海辺の彼女へ宛てた手紙は、いろいろな場所をたらいまわしにされて、およそ2週間後に僕の手元に戻ってきた。言葉は、伝えたい相手に届かなければ、その存在意義を失う。存在意義を失った言葉は、宙を舞い、ひとしきり思いをめぐらせてから、元の場所へ戻ってくる。ブーメランと同じだ。行き先なんてはじめから存在していない。 

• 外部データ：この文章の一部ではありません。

use axum::http::StatusCode;
use chrono::{TimeDelta, Utc};

use hbnb_core::testutil::{TEST_PASSWORD, seed_user};
use hbnb_core::{TokenIssuer, UserStore};

use crate::common::{TEST_SECRET, json_request, request, setup_test_app};

#[tokio::test]
async fn login_returns_access_token() {
    let app = setup_test_app();
    let user = seed_user(app.store.inner(), "host@example.com").await;

    let (status, json) = app
        .send(json_request(
            "POST",
            "/api/v1/login",
            None,
            serde_json::json!({ "email": "host@example.com", "password": TEST_PASSWORD }),
        ))
        .await;

    assert_eq!(status, StatusCode::OK);
    let token = json["access_token"].as_str().unwrap();
    assert_eq!(app.tokens.verify(token).unwrap().sub, user.id);
}

#[tokio::test]
async fn wrong_password_and_unknown_email_get_identical_401() {
    let app = setup_test_app();
    seed_user(app.store.inner(), "host@example.com").await;

    let (wrong_status, wrong_body) = app
        .send(json_request(
            "POST",
            "/api/v1/login",
            None,
            serde_json::json!({ "email": "host@example.com", "password": "guess" }),
        ))
        .await;
    let (unknown_status, unknown_body) = app
        .send(json_request(
            "POST",
            "/api/v1/login",
            None,
            serde_json::json!({ "email": "ghost@example.com", "password": TEST_PASSWORD }),
        ))
        .await;

    assert_eq!(wrong_status, StatusCode::UNAUTHORIZED);
    assert_eq!(unknown_status, StatusCode::UNAUTHORIZED);
    assert_eq!(wrong_body, unknown_body);
    assert!(wrong_body.get("access_token").is_none());
}

#[tokio::test]
async fn login_without_fields_returns_401() {
    let app = setup_test_app();

    let (status, _) = app
        .send(json_request(
            "POST",
            "/api/v1/login",
            None,
            serde_json::json!({}),
        ))
        .await;

    assert_eq!(status, StatusCode::UNAUTHORIZED);
}

#[tokio::test]
async fn dashboard_returns_current_user() {
    let app = setup_test_app();
    let (user, token) = app.login_as("host@example.com").await;

    let (status, json) = app
        .send(request("GET", "/api/v1/dashboard", Some(&token)))
        .await;

    assert_eq!(status, StatusCode::OK);
    assert_eq!(json["all"]["id"], user.id.to_string());
    assert_eq!(json["all"]["email"], "host@example.com");
    assert!(json["all"].get("password_hash").is_none());
}

#[tokio::test]
async fn dashboard_for_deleted_user_returns_404() {
    let app = setup_test_app();
    let (user, token) = app.login_as("gone@example.com").await;
    app.store.inner().delete_user(user.id).await.unwrap();

    let (status, json) = app
        .send(request("GET", "/api/v1/dashboard", Some(&token)))
        .await;

    assert_eq!(status, StatusCode::NOT_FOUND);
    assert_eq!(json["error"], "not_found");
}

#[tokio::test]
async fn missing_token_is_rejected_before_storage() {
    let app = setup_test_app();
    let before = app.store.reads();

    let (status, json) = app.send(request("GET", "/api/v1/dashboard", None)).await;

    assert_eq!(status, StatusCode::UNAUTHORIZED);
    assert_eq!(json["error"], "unauthorized");
    assert_eq!(app.store.reads(), before);
}

#[tokio::test]
async fn malformed_token_is_rejected_before_storage() {
    let app = setup_test_app();
    let before = app.store.reads();

    let (status, _) = app
        .send(request("GET", "/api/v1/places", Some("not-a-token")))
        .await;

    assert_eq!(status, StatusCode::UNAUTHORIZED);
    assert_eq!(app.store.reads(), before);
}

#[tokio::test]
async fn token_signed_with_other_secret_is_rejected() {
    let app = setup_test_app();
    let user = seed_user(app.store.inner(), "host@example.com").await;
    let forged = TokenIssuer::new(b"some-other-secret-value", TimeDelta::minutes(15))
        .issue(user.id)
        .unwrap();

    let (status, _) = app
        .send(request("GET", "/api/v1/dashboard", Some(&forged)))
        .await;

    assert_eq!(status, StatusCode::UNAUTHORIZED);
}

#[tokio::test]
async fn expired_token_is_rejected() {
    let app = setup_test_app();
    let user = seed_user(app.store.inner(), "host@example.com").await;
    let expired = TokenIssuer::new(TEST_SECRET, TimeDelta::minutes(15))
        .issue_at(user.id, Utc::now() - TimeDelta::hours(1))
        .unwrap();

    let (status, json) = app
        .send(request("GET", "/api/v1/dashboard", Some(&expired)))
        .await;

    assert_eq!(status, StatusCode::UNAUTHORIZED);
    assert_eq!(json["message"], "Token has expired");
}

 ごく、簡単な手紙だった。おいしい焼きそばと、祭りを、ありがとう。なんとかトンネルは抜け出せそうだ。というような趣旨の短いメッセージと、一枚のハンカチーフ。水色のストライプをしている。僕はその手紙とハンカチを机の引き出しにそっとしまいこみ、窓から見える景色で気を紛らせた。街は、なんというか-不透明だった。行きかう人も、その上をゆっくりと流れる雲も、不自然なくらい均質だった。いろいろな人たちを一度どろどろに溶かして、それでそれを均一になるように固めたような、そんな光景だった。まるで兵隊の人形でも見ているようだ。それは一様に腕時計を眺め、自分の行き先を確認し、みなそれぞれ目指す方向をすすんでいた。

 いずれにせよ、僕はこの町を出て行くだろう。行き先は、まだ決まっていない。